WORK INSTRUCTIONS:
What lines in the entries hold the string "neural"? List them.

[Stored items]
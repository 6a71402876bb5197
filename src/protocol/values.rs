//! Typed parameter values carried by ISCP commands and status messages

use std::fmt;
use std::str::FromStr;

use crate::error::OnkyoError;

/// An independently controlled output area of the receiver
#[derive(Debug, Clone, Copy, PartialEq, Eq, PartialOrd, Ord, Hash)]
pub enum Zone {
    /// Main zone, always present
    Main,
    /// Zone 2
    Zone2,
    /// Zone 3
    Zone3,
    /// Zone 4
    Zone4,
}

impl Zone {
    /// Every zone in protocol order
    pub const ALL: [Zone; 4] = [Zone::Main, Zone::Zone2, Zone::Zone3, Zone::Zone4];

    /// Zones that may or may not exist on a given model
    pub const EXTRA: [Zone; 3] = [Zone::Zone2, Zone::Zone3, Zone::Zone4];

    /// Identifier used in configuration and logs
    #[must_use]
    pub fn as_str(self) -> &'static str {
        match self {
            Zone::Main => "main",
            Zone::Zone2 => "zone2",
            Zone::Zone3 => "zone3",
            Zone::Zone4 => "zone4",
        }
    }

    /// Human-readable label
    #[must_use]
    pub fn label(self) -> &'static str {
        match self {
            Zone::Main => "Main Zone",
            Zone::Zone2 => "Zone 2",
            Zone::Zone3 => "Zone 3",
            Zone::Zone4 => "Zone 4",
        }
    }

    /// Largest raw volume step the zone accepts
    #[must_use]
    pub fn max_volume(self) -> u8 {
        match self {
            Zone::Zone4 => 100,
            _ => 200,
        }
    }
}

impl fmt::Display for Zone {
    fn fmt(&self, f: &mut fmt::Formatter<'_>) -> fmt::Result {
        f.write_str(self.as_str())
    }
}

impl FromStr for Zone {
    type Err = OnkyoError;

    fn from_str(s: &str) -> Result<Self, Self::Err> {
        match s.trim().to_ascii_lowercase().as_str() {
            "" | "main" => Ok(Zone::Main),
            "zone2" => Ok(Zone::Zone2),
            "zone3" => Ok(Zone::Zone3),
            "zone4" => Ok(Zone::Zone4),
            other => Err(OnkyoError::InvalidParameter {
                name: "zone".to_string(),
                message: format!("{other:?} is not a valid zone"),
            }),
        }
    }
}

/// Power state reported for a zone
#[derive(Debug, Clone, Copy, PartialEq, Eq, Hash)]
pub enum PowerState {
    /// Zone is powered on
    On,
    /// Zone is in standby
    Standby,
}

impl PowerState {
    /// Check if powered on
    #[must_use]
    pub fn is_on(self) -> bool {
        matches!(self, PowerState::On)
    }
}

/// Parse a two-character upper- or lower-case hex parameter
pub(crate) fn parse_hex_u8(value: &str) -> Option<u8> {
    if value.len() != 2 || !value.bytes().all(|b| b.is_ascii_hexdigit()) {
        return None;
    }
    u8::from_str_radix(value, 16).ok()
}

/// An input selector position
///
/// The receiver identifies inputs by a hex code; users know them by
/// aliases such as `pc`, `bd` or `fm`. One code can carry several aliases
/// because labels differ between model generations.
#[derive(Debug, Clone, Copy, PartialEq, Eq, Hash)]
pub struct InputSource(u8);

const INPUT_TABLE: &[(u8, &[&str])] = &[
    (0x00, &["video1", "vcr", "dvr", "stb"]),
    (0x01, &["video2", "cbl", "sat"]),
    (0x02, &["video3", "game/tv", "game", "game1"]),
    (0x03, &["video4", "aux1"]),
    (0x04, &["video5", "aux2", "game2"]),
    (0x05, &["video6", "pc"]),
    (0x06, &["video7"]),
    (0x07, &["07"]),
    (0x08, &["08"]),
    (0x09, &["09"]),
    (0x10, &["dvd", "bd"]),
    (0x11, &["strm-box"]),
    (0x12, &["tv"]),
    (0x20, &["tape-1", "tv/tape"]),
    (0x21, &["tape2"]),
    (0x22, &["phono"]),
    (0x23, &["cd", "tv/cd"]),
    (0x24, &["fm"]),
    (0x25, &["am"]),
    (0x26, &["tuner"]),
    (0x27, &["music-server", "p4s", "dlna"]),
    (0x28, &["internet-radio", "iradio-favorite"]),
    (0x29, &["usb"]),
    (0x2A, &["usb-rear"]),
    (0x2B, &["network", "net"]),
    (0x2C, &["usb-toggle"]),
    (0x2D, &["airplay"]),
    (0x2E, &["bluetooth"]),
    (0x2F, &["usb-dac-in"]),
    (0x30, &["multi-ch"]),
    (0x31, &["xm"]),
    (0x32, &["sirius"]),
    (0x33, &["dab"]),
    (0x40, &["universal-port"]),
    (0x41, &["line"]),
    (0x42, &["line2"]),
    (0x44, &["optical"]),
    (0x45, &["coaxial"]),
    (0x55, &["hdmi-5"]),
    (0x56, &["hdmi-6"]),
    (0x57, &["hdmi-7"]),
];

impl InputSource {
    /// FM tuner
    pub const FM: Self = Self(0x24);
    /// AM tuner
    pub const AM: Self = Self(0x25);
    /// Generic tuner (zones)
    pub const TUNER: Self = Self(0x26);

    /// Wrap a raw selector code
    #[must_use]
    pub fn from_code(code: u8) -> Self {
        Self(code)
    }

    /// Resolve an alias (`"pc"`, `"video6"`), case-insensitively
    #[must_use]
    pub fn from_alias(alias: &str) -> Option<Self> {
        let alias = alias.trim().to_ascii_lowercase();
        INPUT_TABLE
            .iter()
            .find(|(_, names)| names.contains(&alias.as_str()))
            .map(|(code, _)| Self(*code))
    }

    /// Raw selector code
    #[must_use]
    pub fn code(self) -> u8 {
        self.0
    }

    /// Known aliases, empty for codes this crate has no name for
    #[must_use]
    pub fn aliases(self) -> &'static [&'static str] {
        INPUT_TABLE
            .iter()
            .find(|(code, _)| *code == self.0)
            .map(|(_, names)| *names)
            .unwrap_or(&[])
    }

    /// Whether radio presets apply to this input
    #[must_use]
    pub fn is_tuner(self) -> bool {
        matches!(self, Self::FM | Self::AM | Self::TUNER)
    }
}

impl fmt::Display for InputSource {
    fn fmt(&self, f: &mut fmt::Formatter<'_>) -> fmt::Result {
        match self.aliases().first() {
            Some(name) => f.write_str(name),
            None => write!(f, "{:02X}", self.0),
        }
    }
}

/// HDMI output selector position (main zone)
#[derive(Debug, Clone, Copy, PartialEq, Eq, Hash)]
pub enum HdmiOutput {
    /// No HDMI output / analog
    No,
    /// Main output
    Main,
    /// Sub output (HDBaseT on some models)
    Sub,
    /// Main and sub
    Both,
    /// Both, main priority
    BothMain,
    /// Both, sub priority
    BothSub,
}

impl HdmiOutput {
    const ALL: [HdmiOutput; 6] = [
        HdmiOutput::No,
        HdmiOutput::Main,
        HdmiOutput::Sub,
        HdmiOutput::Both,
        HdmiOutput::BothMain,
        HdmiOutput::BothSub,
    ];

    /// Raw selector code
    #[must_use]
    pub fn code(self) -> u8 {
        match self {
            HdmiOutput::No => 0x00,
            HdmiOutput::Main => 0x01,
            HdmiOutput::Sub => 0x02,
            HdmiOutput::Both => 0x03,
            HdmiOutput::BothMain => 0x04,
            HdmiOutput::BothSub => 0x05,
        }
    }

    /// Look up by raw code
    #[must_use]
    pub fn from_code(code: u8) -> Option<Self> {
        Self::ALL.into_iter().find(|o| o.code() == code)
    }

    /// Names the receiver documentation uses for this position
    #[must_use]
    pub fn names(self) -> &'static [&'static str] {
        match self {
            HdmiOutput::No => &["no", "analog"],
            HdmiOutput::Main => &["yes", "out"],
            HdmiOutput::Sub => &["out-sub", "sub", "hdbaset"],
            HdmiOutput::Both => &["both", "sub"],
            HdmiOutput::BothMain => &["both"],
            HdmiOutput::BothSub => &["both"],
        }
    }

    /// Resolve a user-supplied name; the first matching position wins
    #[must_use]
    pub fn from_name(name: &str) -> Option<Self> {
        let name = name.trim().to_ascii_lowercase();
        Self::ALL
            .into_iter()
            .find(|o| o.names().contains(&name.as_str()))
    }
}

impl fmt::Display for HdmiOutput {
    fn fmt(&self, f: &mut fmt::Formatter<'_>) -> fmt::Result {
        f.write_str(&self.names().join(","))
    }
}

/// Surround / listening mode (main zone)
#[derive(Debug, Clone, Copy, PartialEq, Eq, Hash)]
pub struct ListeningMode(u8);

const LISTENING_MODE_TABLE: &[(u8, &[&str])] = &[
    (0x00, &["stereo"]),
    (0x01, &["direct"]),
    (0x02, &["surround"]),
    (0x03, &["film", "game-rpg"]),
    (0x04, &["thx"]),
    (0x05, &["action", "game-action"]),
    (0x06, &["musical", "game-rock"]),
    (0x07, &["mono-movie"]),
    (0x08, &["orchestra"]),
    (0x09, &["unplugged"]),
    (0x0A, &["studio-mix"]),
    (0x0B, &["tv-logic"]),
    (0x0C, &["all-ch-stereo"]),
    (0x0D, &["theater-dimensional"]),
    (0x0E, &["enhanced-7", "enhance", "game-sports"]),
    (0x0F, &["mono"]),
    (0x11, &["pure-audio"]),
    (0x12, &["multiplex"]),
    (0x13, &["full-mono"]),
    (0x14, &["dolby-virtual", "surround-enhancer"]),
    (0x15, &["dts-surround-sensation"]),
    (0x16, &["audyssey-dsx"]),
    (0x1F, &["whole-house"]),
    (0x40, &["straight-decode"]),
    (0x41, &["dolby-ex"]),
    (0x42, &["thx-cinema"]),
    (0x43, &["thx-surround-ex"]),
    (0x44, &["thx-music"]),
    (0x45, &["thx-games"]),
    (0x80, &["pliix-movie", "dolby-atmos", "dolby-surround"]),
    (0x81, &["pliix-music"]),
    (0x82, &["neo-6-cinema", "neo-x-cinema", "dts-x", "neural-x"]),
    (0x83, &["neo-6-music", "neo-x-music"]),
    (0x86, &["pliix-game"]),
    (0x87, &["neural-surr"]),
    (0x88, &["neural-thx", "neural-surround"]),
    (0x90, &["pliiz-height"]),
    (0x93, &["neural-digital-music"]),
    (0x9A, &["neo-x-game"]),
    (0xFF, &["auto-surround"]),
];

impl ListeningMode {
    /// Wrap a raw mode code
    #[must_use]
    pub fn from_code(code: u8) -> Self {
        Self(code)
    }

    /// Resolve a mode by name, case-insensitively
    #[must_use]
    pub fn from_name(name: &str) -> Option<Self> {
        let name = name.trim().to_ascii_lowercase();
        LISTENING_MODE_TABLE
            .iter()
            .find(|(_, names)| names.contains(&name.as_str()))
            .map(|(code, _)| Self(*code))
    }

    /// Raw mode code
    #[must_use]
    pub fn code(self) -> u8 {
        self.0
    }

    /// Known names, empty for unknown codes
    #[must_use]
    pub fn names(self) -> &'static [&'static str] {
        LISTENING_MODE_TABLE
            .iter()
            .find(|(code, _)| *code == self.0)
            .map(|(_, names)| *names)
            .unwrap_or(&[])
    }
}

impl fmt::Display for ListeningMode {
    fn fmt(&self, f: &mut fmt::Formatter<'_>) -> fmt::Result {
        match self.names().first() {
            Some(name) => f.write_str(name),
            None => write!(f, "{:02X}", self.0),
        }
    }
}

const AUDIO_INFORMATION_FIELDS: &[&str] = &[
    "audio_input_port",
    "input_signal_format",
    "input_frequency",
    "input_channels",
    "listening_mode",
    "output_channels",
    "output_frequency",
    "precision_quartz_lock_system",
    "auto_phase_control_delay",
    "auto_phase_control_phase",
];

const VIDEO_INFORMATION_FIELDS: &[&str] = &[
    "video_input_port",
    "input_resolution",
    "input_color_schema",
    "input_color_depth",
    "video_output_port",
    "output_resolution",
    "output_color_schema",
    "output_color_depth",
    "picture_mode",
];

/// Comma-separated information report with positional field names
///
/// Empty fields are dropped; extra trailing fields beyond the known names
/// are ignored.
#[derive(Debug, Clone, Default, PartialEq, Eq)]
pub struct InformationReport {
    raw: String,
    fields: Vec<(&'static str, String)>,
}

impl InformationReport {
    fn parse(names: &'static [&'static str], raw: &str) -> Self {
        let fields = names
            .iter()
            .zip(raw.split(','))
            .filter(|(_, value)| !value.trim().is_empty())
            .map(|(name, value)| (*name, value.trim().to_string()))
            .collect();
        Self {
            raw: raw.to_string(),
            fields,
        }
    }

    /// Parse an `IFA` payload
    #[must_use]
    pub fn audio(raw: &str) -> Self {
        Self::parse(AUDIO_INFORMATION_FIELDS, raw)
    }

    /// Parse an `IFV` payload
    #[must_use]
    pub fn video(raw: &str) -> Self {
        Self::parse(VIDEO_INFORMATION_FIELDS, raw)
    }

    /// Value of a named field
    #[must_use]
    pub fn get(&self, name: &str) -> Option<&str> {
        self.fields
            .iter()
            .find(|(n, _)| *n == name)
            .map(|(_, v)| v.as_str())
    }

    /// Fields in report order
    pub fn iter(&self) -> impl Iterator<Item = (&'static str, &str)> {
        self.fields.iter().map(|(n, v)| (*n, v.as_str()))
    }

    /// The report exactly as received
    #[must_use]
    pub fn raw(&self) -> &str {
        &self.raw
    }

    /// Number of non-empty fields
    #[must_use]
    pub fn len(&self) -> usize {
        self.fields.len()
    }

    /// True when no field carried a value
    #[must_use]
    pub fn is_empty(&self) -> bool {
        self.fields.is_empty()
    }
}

REPLY TO THE EXERCISE:
    (0x82, &["neo-6-cinema", "neo-x-cinema", "dts-x", "neural-x"]),
    (0x87, &["neural-surr"]),
    (0x88, &["neural-thx", "neural-surround"]),
    (0x93, &["neural-digital-music"]),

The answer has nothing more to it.